Nigeria: Before Darkness Falls

By Julius Oweh
The one hundred and four days of President  Muhammadu Buhari’s medical sojourn abroad opened the fault lines of the nation and a clear advertisement that ours is pretending to be a nation. For those days, the ship of the nation was clearly adrift with an absentee president and a nominal acting president that could not deliver effective leadership because of some deep rooted cabals and interest group.
*President Buhari and VP Osinbajo
In fact, the nation was on auto pilot and the information managers did a poor job about the president’s health status. As you read this piece, Nigerians are yet to be told the nature of the president’s illness and how much the nation has spent in treating him. Therefore any talk about the buy made- in- Nigeria product campaign of the present administration is shattered by the medical tourism of the president. 

The less than seven minutes broadcast of the president, failed to address the pressing issues of the moment – restructuring and fiscal federalism. 

Furthermore, the hard stance of the president in his words `the unity of the nation is settled` is a clear indication that the president is very far from the reality of the moment. He has to climb down from the high horse and address the needs of the people especially those of the south.

There is too much distrust and the perception of his administration in some quarters is that he only ministers to the needs of the north. That is very far from his mandate, the oath of office and the of allegiance that he swore to. Let it be emphasised that ours is a limping federation with clear marks of unitary system. Let those with plastic ears continue to delude themselves that our federation is working. The unity of the nation cannot be settled where there are clear evidence of citizens and subjects in one entity.

Majority of southerners and some northerners with patriotic hue are of the firm conviction of the need of restructuring and entrenching the ethos of federalism. You may not like the ill-mannered nature of Nnamdi Kanu’s Indigenous Peoples of Biafra, IPOB ,his caustic tongue and uncouth language. But it is the symbol of the sickness that plagues the nation.  

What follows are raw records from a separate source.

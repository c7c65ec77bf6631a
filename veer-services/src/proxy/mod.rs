//! The request pipeline: match, run request filters, resolve a backend,
//! forward, run response filters in reverse.
pub mod error;
pub mod forward;
pub mod headers;

use std::{cell::Cell, panic::AssertUnwindSafe, rc::Rc};

use futures::FutureExt;
use http::{uri::Scheme, HeaderValue, Request, Response, StatusCode, Uri};
use monoio_http::common::body::{FixedBody, HttpBody};
use rand::Rng;
use service_async::{MakeService, ParamMaybeRef, ParamRef, Service};
use tracing::{error, warn, Span};
use veer_core::{
    config::ProxyOptions,
    context::keys::{PeerAddr, RemoteAddr},
    filter::FilterContext,
    http::ResponseWithContinue,
    lb::{NetworkTarget, PickKey},
    listener::AcceptedAddr,
    metrics::Metrics,
    routing::{Backend, Route, RouteTable, TableHandle},
};

pub use self::{error::ProxyError, forward::Forwarder};
use crate::http::generate_response;

/// State-bag key a filter sets to override the host rewrite policy for the
/// current request.
pub const PRESERVE_HOST_BAG_KEY: &str = "proxy.preserveHost";

/// Per-worker request dispatcher.
///
/// Reads the published route table once per request and keeps that reference
/// for the request's whole lifetime, loopback iterations included.
pub struct RoutingProxyHandler {
    table: TableHandle,
    forwarder: Forwarder,
    options: ProxyOptions,
    metrics: Rc<dyn Metrics>,
    draining: Rc<Cell<bool>>,
}

impl<CX> Service<(Request<HttpBody>, CX)> for RoutingProxyHandler
where
    CX: ParamRef<PeerAddr> + ParamMaybeRef<Option<RemoteAddr>>,
{
    type Response = ResponseWithContinue<HttpBody>;
    type Error = std::convert::Infallible;

    async fn call(
        &self,
        (req, ctx): (Request<HttpBody>, CX),
    ) -> Result<Self::Response, Self::Error> {
        if self.draining.get() {
            let err = ProxyError::ShuttingDown;
            return Ok((self.render_error(&err, &request_id()), false));
        }

        let client_addr = client_addr(&ctx);
        let table = self.table.load();
        self.metrics.incr("proxy.request");

        let mut fctx = FilterContext::new(
            req,
            request_id(),
            client_addr,
            self.metrics.clone(),
            Span::current(),
        );

        match self.pipeline(&table, &mut fctx).await {
            Ok(resp) => Ok((resp, true)),
            Err(err) => {
                self.metrics.incr(&format!("proxy.error.{}", err.kind()));
                warn!(
                    request_id = fctx.request_id(),
                    route = fctx.route_id().unwrap_or("-"),
                    kind = err.kind(),
                    "request failed: {err}"
                );
                Ok((self.render_error(&err, fctx.request_id()), true))
            }
        }
    }
}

Similarly, you can condemn the bombing of pipelines by the Niger Delta militants, but the message is that the goose that lays the golden egg is neglected. In a well organised federal country, the local councils are not part of the federating units. Even our 1999 constitution says that the federating units shall be the states and the federal capital territory. But in another clause, the local councils are listed in the constitution. This is clearly an aberration and the national legislators who are supposed to correct this anomaly via a constitutional amendment are idling away by simply contemplating their political navel.

These are grave signs that the nation is drifting and those who are supposed to stop the drift are more interested in cornering the wealth of the nation for self, family and their cronies. There are too many problems plaguing the nation and it shows that both the executive and the legislators at the federal level have lost grip of effective governance. The Fulani herdsmen are decimating the nation, killing people with effortless ease and government pretends that all is normal. There is still Boko Haram bombing the country, yet government lives in the denial of the existence of the terrorist group.

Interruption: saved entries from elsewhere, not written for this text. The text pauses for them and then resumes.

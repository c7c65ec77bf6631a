/// A type alias for `anyhow::Error`, used at type-erased edges such as data
/// clients and factory registries.
pub type AnyError = anyhow::Error;

/// A `Result` defaulting its error to [`AnyError`].
pub type AnyResult<T, E = AnyError> = std::result::Result<T, E>;

#[macro_export]
macro_rules! bail_into {
    ($msg:literal $(,)?) => {
        return Err(::anyhow::anyhow!($msg).into())
    };
    ($err:expr $(,)?) => {
        return Err(::anyhow::anyhow!($err).into())
    };
    ($fmt:expr, $($arg:tt)*) => {
        return Err(::anyhow::anyhow!($fmt, $($arg)*).into())
    };
}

There are too many agitations for self governance with IPOB getting the infamous position as number one. There are too many people running their mouths with hate speech and giving ultimatum to other Nigerians to leave their regions. Kidnapping and armed robbery are now the signature tunes of the nation with the security operatives overwhelm. Add the unemployment scourge and the harsh economic down turn, the nation is just waiting to explode or at best acquiring the toga of a failed state.

There is little or no governance at the state level where governors see the payment of salaries as one of their achievements. The local councils have been so strangulated that they only exist by their signboards. The ills of the nation are just too numerous with an uncaring and indifferent government looking the other way.  But this piece must give kudos to the civil society groups and the press for always pointing out the faults of these men in the corridor of power. The truth must be told.

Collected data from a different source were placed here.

//! Canonical in-memory form of route definitions.
//!
//! `RouteDef` is the unit data clients deliver and the table builder
//! consumes. Definitions are plain serde data; equality on them drives
//! instance reuse across table generations.
use http::Uri;
use serde::{Deserialize, Serialize};

/// A scalar argument of a predicate or filter.
///
/// The untagged order matters: booleans and numbers must be tried before the
/// catch-all string variant.
#[derive(Debug, Clone, PartialEq, Serialize, Deserialize)]
#[serde(untagged)]
pub enum Arg {
    Bool(bool),
    Number(f64),
    String(String),
}

impl Arg {
    pub fn as_str(&self) -> Option<&str> {
        match self {
            Arg::String(s) => Some(s),
            _ => None,
        }
    }

    pub fn as_f64(&self) -> Option<f64> {
        match self {
            Arg::Number(n) => Some(*n),
            _ => None,
        }
    }

    /// Numeric coercion to a non-negative integer; strings are not coerced.
    pub fn as_u64(&self) -> Option<u64> {
        match self {
            Arg::Number(n) if *n >= 0.0 && n.fract() == 0.0 => Some(*n as u64),
            _ => None,
        }
    }

    pub fn as_bool(&self) -> Option<bool> {
        match self {
            Arg::Bool(b) => Some(*b),
            _ => None,
        }
    }
}

impl From<&str> for Arg {
    fn from(value: &str) -> Self {
        Arg::String(value.to_string())
    }
}

impl From<String> for Arg {
    fn from(value: String) -> Self {
        Arg::String(value)
    }
}

impl From<f64> for Arg {
    fn from(value: f64) -> Self {
        Arg::Number(value)
    }
}

impl From<i32> for Arg {
    fn from(value: i32) -> Self {
        Arg::Number(value as f64)
    }
}

/// Error produced by predicate/filter factories while validating and
/// coercing their arguments.
#[derive(thiserror::Error, Debug)]
pub enum CreateError {
    #[error("expected {expected} argument(s), got {got}")]
    ArgCount { expected: usize, got: usize },
    #[error("invalid argument at position {pos}: {reason}")]
    InvalidArg { pos: usize, reason: String },
    #[error("{0}")]
    Other(String),
}

impl CreateError {
    pub fn invalid_arg(pos: usize, reason: impl Into<String>) -> Self {
        Self::InvalidArg {
            pos,
            reason: reason.into(),
        }
    }
}

/// Argument accessors shared by factories: positional, typed, mandatory.
pub trait ArgsExt {
    fn require_len(&self, expected: usize) -> Result<(), CreateError>;
    fn string_at(&self, pos: usize) -> Result<String, CreateError>;
    fn u64_at(&self, pos: usize) -> Result<u64, CreateError>;
}

impl ArgsExt for [Arg] {
    fn require_len(&self, expected: usize) -> Result<(), CreateError> {
        if self.len() != expected {
            return Err(CreateError::ArgCount {
                expected,
                got: self.len(),
            });
        }
        Ok(())
    }

    fn string_at(&self, pos: usize) -> Result<String, CreateError> {
        self.get(pos)
            .and_then(|a| a.as_str())
            .map(str::to_string)
            .ok_or_else(|| CreateError::invalid_arg(pos, "expected a string"))
    }

    fn u64_at(&self, pos: usize) -> Result<u64, CreateError> {
        self.get(pos)
            .and_then(|a| a.as_u64())
            .ok_or_else(|| CreateError::invalid_arg(pos, "expected a non-negative integer"))
    }
}

#[derive(Debug, Clone, PartialEq, Serialize, Deserialize)]
pub struct PredicateDef {
    pub name: String,
    #[serde(default)]
    pub args: Vec<Arg>,
}

#[derive(Debug, Clone, PartialEq, Serialize, Deserialize)]
pub struct FilterDef {
    pub name: String,
    #[serde(default)]
    pub args: Vec<Arg>,
}

/// Load-balancing algorithm selector for LB backends.
#[derive(Debug, Clone, Copy, PartialEq, Eq, Serialize, Deserialize, Default)]
#[serde(rename_all = "camelCase")]
pub enum LbAlgorithm {
    #[default]
    RoundRobin,
    Random,
    ConsistentHash,
    PowerOfRandomNChoices,
}

/// Where a matched request goes.
#[derive(Debug, Clone, PartialEq, Serialize, Deserialize)]
#[serde(tag = "type", rename_all = "snake_case")]
pub enum BackendDef {
    /// A fixed upstream, e.g. `http://backend.local:8080`.
    Network {
        #[serde(with = "crate::util::uri_serde")]
        address: Uri,
    },
    /// Respond from within the proxy; no upstream is contacted.
    Shunt,
    /// Re-enter route matching with the (possibly rewritten) request.
    Loopback,
    /// Target host/scheme are taken from fields filters set on the context.
    Dynamic,
    /// A load-balanced endpoint set.
    Lb {
        #[serde(default)]
        algorithm: LbAlgorithm,
        #[serde(with = "crate::util::uri_serde::vec")]
        endpoints: Vec<Uri>,
    },
}

#[derive(Debug, Clone, PartialEq, Serialize, Deserialize)]
pub struct RouteDef {
    pub id: String,
    #[serde(default)]
    pub predicates: Vec<PredicateDef>,
    #[serde(default)]
    pub filters: Vec<FilterDef>,
    pub backend: BackendDef,

    // Legacy dedicated matcher fields. The table builder normalizes them
    // into predicates before instantiation.
    #[serde(default, skip_serializing_if = "Option::is_none")]
    pub method: Option<String>,
    #[serde(default, skip_serializing_if = "Option::is_none")]
    pub host_regexp: Option<String>,
    #[serde(default, skip_serializing_if = "Option::is_none")]
    pub path_regexp: Option<String>,
    #[serde(default, skip_serializing_if = "std::collections::HashMap::is_empty")]
    pub headers: std::collections::HashMap<String, String>,
}

impl RouteDef {
    pub fn new(id: impl Into<String>, backend: BackendDef) -> Self {
        Self {
            id: id.into(),
            predicates: Vec::new(),
            filters: Vec::new(),
            backend,
            method: None,
            host_regexp: None,
            path_regexp: None,
            headers: std::collections::HashMap::new(),
        }
    }

    /// The legacy dedicated fields expressed as ordinary predicates.
    pub fn legacy_predicates(&self) -> Vec<PredicateDef> {
        let mut out = Vec::new();
        if let Some(method) = &self.method {
            out.push(PredicateDef {
                name: "Method".into(),
                args: vec![Arg::String(method.clone())],
            });
        }
        if let Some(host) = &self.host_regexp {
            out.push(PredicateDef {
                name: "Host".into(),
                args: vec![Arg::String(host.clone())],
            });
        }
        if let Some(path) = &self.path_regexp {
            out.push(PredicateDef {
                name: "PathRegexp".into(),
                args: vec![Arg::String(path.clone())],
            });
        }
        let mut headers: Vec<_> = self.headers.iter().collect();
        headers.sort();
        for (name, value) in headers {
            out.push(PredicateDef {
                name: "Header".into(),
                args: vec![Arg::String(name.clone()), Arg::String(value.clone())],
            });
        }
        out
    }

    /// Stable content fingerprint, used for snapshot dedup.
    pub fn fingerprint(&self) -> String {
        // RouteDef serialization is infallible: all fields are plain data.
        serde_json::to_string(self).expect("route definition must serialize")
    }
}

#[cfg(test)]
mod tests {
    use super::*;

    fn sample() -> RouteDef {
        let mut def = RouteDef::new(
            "api",
            BackendDef::Lb {
                algorithm: LbAlgorithm::RoundRobin,
                endpoints: vec![
                    "http://10.0.0.1:8080".parse().unwrap(),
                    "http://10.0.0.2:8080".parse().unwrap(),
                ],
            },
        );
        def.predicates = vec![
            PredicateDef {
                name: "Path".into(),
                args: vec!["/api/:version/users".into()],
            },
            PredicateDef {
                name: "Method".into(),
                args: vec!["GET".into()],
            },
            PredicateDef {
                name: "Weight".into(),
                args: vec![4.into()],
            },
        ];
        def.filters = vec![FilterDef {
            name: "setRequestHeader".into(),
            args: vec!["X-Upstream".into(), "users".into()],
        }];
        def
    }

    #[test]
    fn json_round_trip_is_identity() {
        let def = sample();
        let encoded = serde_json::to_string(&def).unwrap();
        let decoded: RouteDef = serde_json::from_str(&encoded).unwrap();
        assert_eq!(def, decoded);
        // and printing the decoded value again yields the same text
        assert_eq!(encoded, serde_json::to_string(&decoded).unwrap());
    }

    #[test]
    fn arg_scalars_deserialize_untagged() {
        let args: Vec<Arg> = serde_json::from_str(r#"["s", 2, true, 1.5]"#).unwrap();
        assert_eq!(args[0].as_str(), Some("s"));
        assert_eq!(args[1].as_u64(), Some(2));
        assert_eq!(args[2].as_bool(), Some(true));
        assert_eq!(args[3].as_f64(), Some(1.5));
        assert_eq!(args[3].as_u64(), None);
    }

    #[test]
    fn legacy_fields_normalize_to_predicates() {
        let mut def = RouteDef::new("legacy", BackendDef::Shunt);
        def.method = Some("POST".into());
        def.host_regexp = Some("^api[.]".into());
        def.headers
            .insert("X-Tenant".to_string(), "acme".to_string());
        let predicates = def.legacy_predicates();
        let names: Vec<_> = predicates.iter().map(|p| p.name.as_str()).collect();
        assert_eq!(names, vec!["Method", "Host", "Header"]);
    }

    #[test]
    fn backend_tags() {
        let shunt: BackendDef = serde_json::from_str(r#"{"type":"shunt"}"#).unwrap();
        assert_eq!(shunt, BackendDef::Shunt);
        let net: BackendDef =
            serde_json::from_str(r#"{"type":"network","address":"http://example.org"}"#).unwrap();
        match net {
            BackendDef::Network { address } => assert_eq!(address.host(), Some("example.org")),
            other => panic!("unexpected backend: {other:?}"),
        }
    }
}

The darkness is imminent and it would be a great tragedy for Nigeria to fail as a nation and disintegrate into many states. It is not too late for the Buhari administration and the national assembly to retrace their steps and do what is needful for the benefits of all Nigerians and generations to come. Restructuring and institutionalization of fiscal federalism could douse the flames of agitations and the raging political furnace. To borrow a leaf from the eternal lines of John F. Kennedy: Those who make peaceful change impossible, made violent change inevitable. I rest my case.
*Julius Oweh is a journalist.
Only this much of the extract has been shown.